The UK could lose out on a staggering £66bn ($81bn, €72bn) per year in tax revenues and see its GDP slashed by up to 9.5% if the government goes through with a "hard Brexit", ministers have reportedly been warned.
The Treasury figures come from leaked government papers obtained by The Times. The draft cabinet committee document is based on what would happen if the UK breaks from the EU's single-market and relies on World Trade Organisation (WTO) trade regulations.
"The Treasury estimates that UK GDP would be between 5.4% and 9.5% of GDP lower after 15 years if we left the EU with no successor arrangement, with a central estimate of 7.5%," the paper said.
"The net impact on public sector receipts – assuming no contributions to the EU and current receipts from the EU are replicated in full – would be a loss of between £38bn and £66bn per year after 15 years, driven by the smaller size of the economy."
The leak comes just a day after Brexit Secretary David Davis addressed the House of Commons. The cabinet minister said the government would introduce a Great Repeal Bill, which would enshrine all EU law into UK law and scrap the European Communities Act 1972.
David also re-confirmed that the government would decide when to trigger Article 50, the official mechanism to split from the EU, without seeking parliament's permission.
The issue has sparked controversy among some MPs, with former Labour leader Ed Miliband leading the campaign for parliament to have a say. The government will have defend its position on Article 50 in England's High Court from Thursday (13 October).
Prime Minister Theresa May has ruled out giving a "running commentary" on her administration's negotiating position. It is currently not clear whether the government will seek to stay in the EU's single-market, leave and remain in the EU's customs union or seek to trade solely on WTO rules.
David has indicated that the government will seek to reduce the number of migrants coming to the UK and introduce border controls.
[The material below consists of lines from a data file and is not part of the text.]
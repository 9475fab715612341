//! Cartographic projections used by grid-footprint regions.

/// Closed set of projections the model grids are defined on.
///
/// `PlateCarree` is the identity for regular lat-lon grids. `RotatedPole`
/// is the spherical rotated-pole transform used by the regional wave
/// models: geographic coordinates are expressed relative to a displaced
/// north pole, yielding a near-rectangular grid in rotated coordinates.
#[derive(Debug, Clone, Copy, PartialEq)]
pub enum Projection {
    /// Identity projection: (lon, lat) maps to (x, y) unchanged.
    PlateCarree,
    /// Spherical rotated-pole transform.
    RotatedPole {
        /// Geographic latitude of the rotated north pole, in degrees.
        pole_lat: f64,
        /// Geographic longitude of the rotated north pole, in degrees.
        pole_lon: f64,
    },
}

impl Projection {
    /// Projects a geographic (lon, lat) pair in degrees to projected (x, y).
    ///
    /// For `RotatedPole` the output is the rotated longitude/latitude in
    /// degrees. The transform is undefined exactly at the rotated pole
    /// itself (the rotated longitude degenerates there); grid corners never
    /// sit on the pole in practice.
    pub fn forward(&self, lon: f64, lat: f64) -> (f64, f64) {
        match *self {
            Projection::PlateCarree => (lon, lat),
            Projection::RotatedPole { pole_lat, pole_lon } => {
                let phi = lat.to_radians();
                let phi_p = pole_lat.to_radians();
                let dlam = (lon - pole_lon).to_radians();

                let sin_phi_r = phi.sin() * phi_p.sin() + phi.cos() * phi_p.cos() * dlam.cos();
                let lat_r = sin_phi_r.clamp(-1.0, 1.0).asin();
                let lon_r = (phi.cos() * dlam.sin())
                    .atan2(phi_p.sin() * phi.cos() * dlam.cos() - phi_p.cos() * phi.sin());
                (lon_r.to_degrees(), lat_r.to_degrees())
            }
        }
    }
}
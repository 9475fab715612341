//! Retrying, pooled batch download into the year/month partition tree.

use std::path::Path;
use std::sync::atomic::{AtomicUsize, Ordering};
use std::time::Duration;

use chrono::Datelike;
use rayon::prelude::*;
use tracing::{debug, warn};

use crate::error::FetchError;
use crate::source::{coverage_start, SwathSource};

/// Batch-download tuning.
#[derive(Debug, Clone, PartialEq)]
pub struct FetchConfig {
    /// Number of concurrent transfers.
    pub workers: usize,
    /// Attempts per file before giving up.
    pub attempts: u32,
    /// Pause between attempts.
    pub retry_delay: Duration,
}

impl Default for FetchConfig {
    fn default() -> Self {
        Self {
            workers: 4,
            attempts: 10,
            retry_delay: Duration::from_secs(10),
        }
    }
}

impl FetchConfig {
    /// Sets the worker count.
    pub fn with_workers(mut self, workers: usize) -> Self {
        self.workers = workers;
        self
    }

    /// Sets the per-file attempt budget.
    pub fn with_attempts(mut self, attempts: u32) -> Self {
        self.attempts = attempts;
        self
    }

    /// Sets the pause between attempts.
    pub fn with_retry_delay(mut self, delay: Duration) -> Self {
        self.retry_delay = delay;
        self
    }
}

/// Runs `op` up to `attempts` times with a pause between tries.
///
/// Per-attempt failures are logged at `warn`; exhaustion maps to
/// [`FetchError::RetryExhausted`] naming the file.
pub fn retry<T>(
    name: &str,
    attempts: u32,
    delay: Duration,
    mut op: impl FnMut() -> Result<T, FetchError>,
) -> Result<T, FetchError> {
    for attempt in 1..=attempts {
        match op() {
            Ok(value) => return Ok(value),
            Err(e) => {
                warn!(name, attempt, attempts, error = %e, "fetch attempt failed");
                if attempt < attempts {
                    std::thread::sleep(delay);
                }
            }
        }
    }
    Err(FetchError::RetryExhausted {
        name: name.to_string(),
        attempts,
    })
}

/// Downloads `names` into `dest_root/<YYYY>/<MM>/` on a bounded pool.
///
/// Destination filenames are disjoint, so workers never contend on a
/// path. Files already present are skipped. The first member to exhaust
/// its attempts fails the whole batch. Returns the number of files
/// actually transferred.
pub fn fetch_batch<S: SwathSource>(
    source: &S,
    names: &[String],
    dest_root: &Path,
    config: &FetchConfig,
) -> Result<usize, FetchError> {
    let pool = rayon::ThreadPoolBuilder::new()
        .num_threads(config.workers.max(1))
        .build()
        .map_err(|e| FetchError::Pool {
            reason: e.to_string(),
        })?;

    let fetched = AtomicUsize::new(0);
    pool.install(|| {
        names.par_iter().try_for_each(|name| -> Result<(), FetchError> {
            let stamp = coverage_start(name).ok_or_else(|| FetchError::BadStamp {
                name: name.clone(),
            })?;
            let dir = dest_root
                .join(format!("{:04}", stamp.year()))
                .join(format!("{:02}", stamp.month()));
            std::fs::create_dir_all(&dir)?;
            let dest = dir.join(name);
            if dest.exists() {
                debug!(name, "already downloaded, skipping");
                return Ok(());
            }
            retry(name, config.attempts, config.retry_delay, || {
                source.fetch(name, &dest)
            })?;
            fetched.fetch_add(1, Ordering::Relaxed);
            debug!(name, dest = %dest.display(), "file fetched");
            Ok(())
        })
    })?;
    Ok(fetched.into_inner())
}
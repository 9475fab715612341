//! Error types for the nereus-region crate.

/// Error type for all fallible operations in the nereus-region crate.
#[derive(Debug, Clone, thiserror::Error)]
pub enum RegionError {
    /// Returned when a polygon ring has fewer than three vertices.
    #[error("polygon needs at least 3 vertices, got {vertices}")]
    DegeneratePolygon {
        /// Number of vertices supplied.
        vertices: usize,
    },

    /// Returned when a grid footprint is built from an empty reference grid.
    #[error("grid footprint needs a non-empty reference grid")]
    EmptyReferenceGrid,

    /// Returned when the reference grid coordinate slices differ in length.
    #[error("reference grid lats ({lats}) and lons ({lons}) differ in length")]
    GridLengthMismatch {
        /// Length of the latitude slice.
        lats: usize,
        /// Length of the longitude slice.
        lons: usize,
    },
}
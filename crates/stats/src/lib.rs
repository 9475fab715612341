//! NaN-aware statistical helper functions for the nereus validation suite.
//!
//! Observation series routinely carry `NaN` for missing or rejected values.
//! Every function here either ignores NaNs (`nanmean`, `nanstd`) or drops
//! the affected pairs up front (`marginalize`), so downstream formulas only
//! ever see finite values.

use rand::Rng;

/// Arithmetic mean ignoring NaN entries. Returns NaN if no finite values.
pub fn nanmean(data: &[f64]) -> f64 {
    let mut sum = 0.0;
    let mut n = 0usize;
    for &x in data {
        if !x.is_nan() {
            sum += x;
            n += 1;
        }
    }
    if n == 0 {
        return f64::NAN;
    }
    sum / n as f64
}

/// Population standard deviation ignoring NaN entries (N denominator,
/// matching `np.nanstd`). Returns NaN if no finite values.
pub fn nanstd(data: &[f64]) -> f64 {
    let m = nanmean(data);
    if m.is_nan() {
        return f64::NAN;
    }
    let mut sum_sq = 0.0;
    let mut n = 0usize;
    for &x in data {
        if !x.is_nan() {
            let d = x - m;
            sum_sq += d * d;
            n += 1;
        }
    }
    (sum_sq / n as f64).sqrt()
}

/// Arithmetic mean of a slice. Returns 0.0 if empty.
pub fn mean(data: &[f64]) -> f64 {
    if data.is_empty() {
        return 0.0;
    }
    let sum: f64 = data.iter().sum();
    sum / data.len() as f64
}

/// Sample standard deviation with N-1 denominator.
/// Returns 0.0 if fewer than 2 elements.
pub fn stddev(data: &[f64]) -> f64 {
    let n = data.len();
    if n < 2 {
        return 0.0;
    }
    let nf = n as f64;
    let m = data.iter().sum::<f64>() / nf;
    (data.iter().map(|&x| (x - m) * (x - m)).sum::<f64>() / (nf - 1.0)).sqrt()
}

/// Drops index `i` from both series when either value is NaN.
///
/// Mirrors the marginalization step applied before every validation metric:
/// `a[i] + b[i]` is NaN exactly when at least one of the pair is NaN.
/// Returns the surviving values of both series together with the indices
/// (into the original input) that were kept, in input order.
///
/// # Panics
///
/// Panics if the two slices differ in length.
pub fn marginalize(a: &[f64], b: &[f64]) -> (Vec<f64>, Vec<f64>, Vec<usize>) {
    assert_eq!(a.len(), b.len(), "marginalize: series length mismatch");
    let mut a1 = Vec::with_capacity(a.len());
    let mut b1 = Vec::with_capacity(b.len());
    let mut idx = Vec::with_capacity(a.len());
    for i in 0..a.len() {
        if !(a[i] + b[i]).is_nan() {
            a1.push(a[i]);
            b1.push(b[i]);
            idx.push(i);
        }
    }
    (a1, b1, idx)
}

/// Pearson correlation coefficient over two equal-length series.
///
/// Inputs are expected to be already marginalized; NaNs propagate into the
/// result. Returns NaN when either series has zero variance (the caller
/// decides how to treat a degenerate correlation).
///
/// # Panics
///
/// Panics if the two slices differ in length.
pub fn pearson(a: &[f64], b: &[f64]) -> f64 {
    assert_eq!(a.len(), b.len(), "pearson: series length mismatch");
    let n = a.len();
    if n == 0 {
        return f64::NAN;
    }
    let nf = n as f64;
    let ma = a.iter().sum::<f64>() / nf;
    let mb = b.iter().sum::<f64>() / nf;

    let mut sum_ab = 0.0;
    let mut sum_aa = 0.0;
    let mut sum_bb = 0.0;
    for i in 0..n {
        let da = a[i] - ma;
        let db = b[i] - mb;
        sum_ab += da * db;
        sum_aa += da * da;
        sum_bb += db * db;
    }

    let denom = (sum_aa * sum_bb).sqrt();
    if denom == 0.0 {
        return f64::NAN;
    }
    sum_ab / denom
}

/// Draws `reps` bootstrap resamples of `values`, each of the original length.
///
/// Returns the resampled values together with the drawn indices. Plain
/// bootstrapping can destroy temporal dependencies in a time series; model
/// the series first if that matters for the application.
pub fn bootstrap<R: Rng>(
    values: &[f64],
    reps: usize,
    rng: &mut R,
) -> (Vec<Vec<f64>>, Vec<Vec<usize>>) {
    let n = values.len();
    let mut samples = Vec::with_capacity(reps);
    let mut indices = Vec::with_capacity(reps);
    for _ in 0..reps {
        let idx: Vec<usize> = (0..n).map(|_| rng.gen_range(0..n)).collect();
        let vals: Vec<f64> = idx.iter().map(|&i| values[i]).collect();
        samples.push(vals);
        indices.push(idx);
    }
    (samples, indices)
}
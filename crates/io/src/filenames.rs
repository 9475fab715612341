//! Filename and directory-partition conventions for persisted products.
//!
//! Collocation and validation output is organized as monthly files under
//! `<root>/CollocationFiles/<sat>/<YYYY>/<MM>/` and
//! `<root>/ValidationFiles/<sat>/<YYYY>/<MM>/`; downloaded swaths live
//! under `<root>/<sat>/<YYYY>/<MM>/` with the provider's
//! `..._<from>_<to>_<created>.nc` timestamp triple in the name.

use std::path::{Path, PathBuf};

use chrono::{Datelike, NaiveDateTime};

/// Timestamp format embedded in swath filenames.
pub const SWATH_STAMP_FORMAT: &str = "%Y%m%dT%H%M%S";

/// Monthly collocation time-series filename.
pub fn coll_filename(model: &str, sat: &str, lead_hours: u32, month: NaiveDateTime) -> String {
    format!(
        "{model}_vs_{sat}_coll_ts_lt{lead_hours:03}h_{}.nc",
        month.format("%Y%m")
    )
}

/// Monthly validation time-series filename.
pub fn val_filename(model: &str, sat: &str, lead_hours: u32, month: NaiveDateTime) -> String {
    format!(
        "{model}_vs_{sat}_val_ts_lt{lead_hours:03}h_{}.nc",
        month.format("%Y%m")
    )
}

/// Partition directory for monthly collocation files.
pub fn coll_dir(root: &Path, sat: &str, month: NaiveDateTime) -> PathBuf {
    root.join("CollocationFiles")
        .join(sat)
        .join(format!("{:04}", month.year()))
        .join(format!("{:02}", month.month()))
}

/// Partition directory for monthly validation files.
pub fn val_dir(root: &Path, sat: &str, month: NaiveDateTime) -> PathBuf {
    root.join("ValidationFiles")
        .join(sat)
        .join(format!("{:04}", month.year()))
        .join(format!("{:02}", month.month()))
}

/// Partition directory for downloaded swath files.
pub fn swath_dir(root: &Path, sat: &str, month: NaiveDateTime) -> PathBuf {
    root.join(sat)
        .join(format!("{:04}", month.year()))
        .join(format!("{:02}", month.month()))
}

/// Observation dump filename covering `[start, end]`.
pub fn obs_dump_filename(sat: &str, region: &str, start: NaiveDateTime, end: NaiveDateTime) -> String {
    format!(
        "{sat}_{region}_{}_{}.nc",
        start.format("%Y%m%d%H%M%S"),
        end.format("%Y%m%d%H%M%S")
    )
}

/// Extracts the coverage interval from a swath filename.
///
/// Provider names end in three `%Y%m%dT%H%M%S` stamps separated by
/// underscores: coverage start, coverage end, creation time. Returns
/// `(from, to)`, or `None` when the name does not carry the triple.
pub fn parse_swath_stamp(name: &str) -> Option<(NaiveDateTime, NaiveDateTime)> {
    let stem = name.strip_suffix(".nc").unwrap_or(name);
    let parts: Vec<&str> = stem.split('_').collect();
    if parts.len() < 3 {
        return None;
    }
    let from = NaiveDateTime::parse_from_str(parts[parts.len() - 3], SWATH_STAMP_FORMAT).ok()?;
    let to = NaiveDateTime::parse_from_str(parts[parts.len() - 2], SWATH_STAMP_FORMAT).ok()?;
    NaiveDateTime::parse_from_str(parts[parts.len() - 1], SWATH_STAMP_FORMAT).ok()?;
    Some((from, to))
}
The Brexit Secretary's comments suggest the government will not seek single-market access, but that would require singing up to free movement of people rules – a hot topic of the EU referendum campaign.
EU chiefs, including European Council President Donald Tusk and European Parliament President Martin Schulz, have ruled out such a move, branding it "single market a la carte". The Treasury had not responded to a request for comment at the time of publication.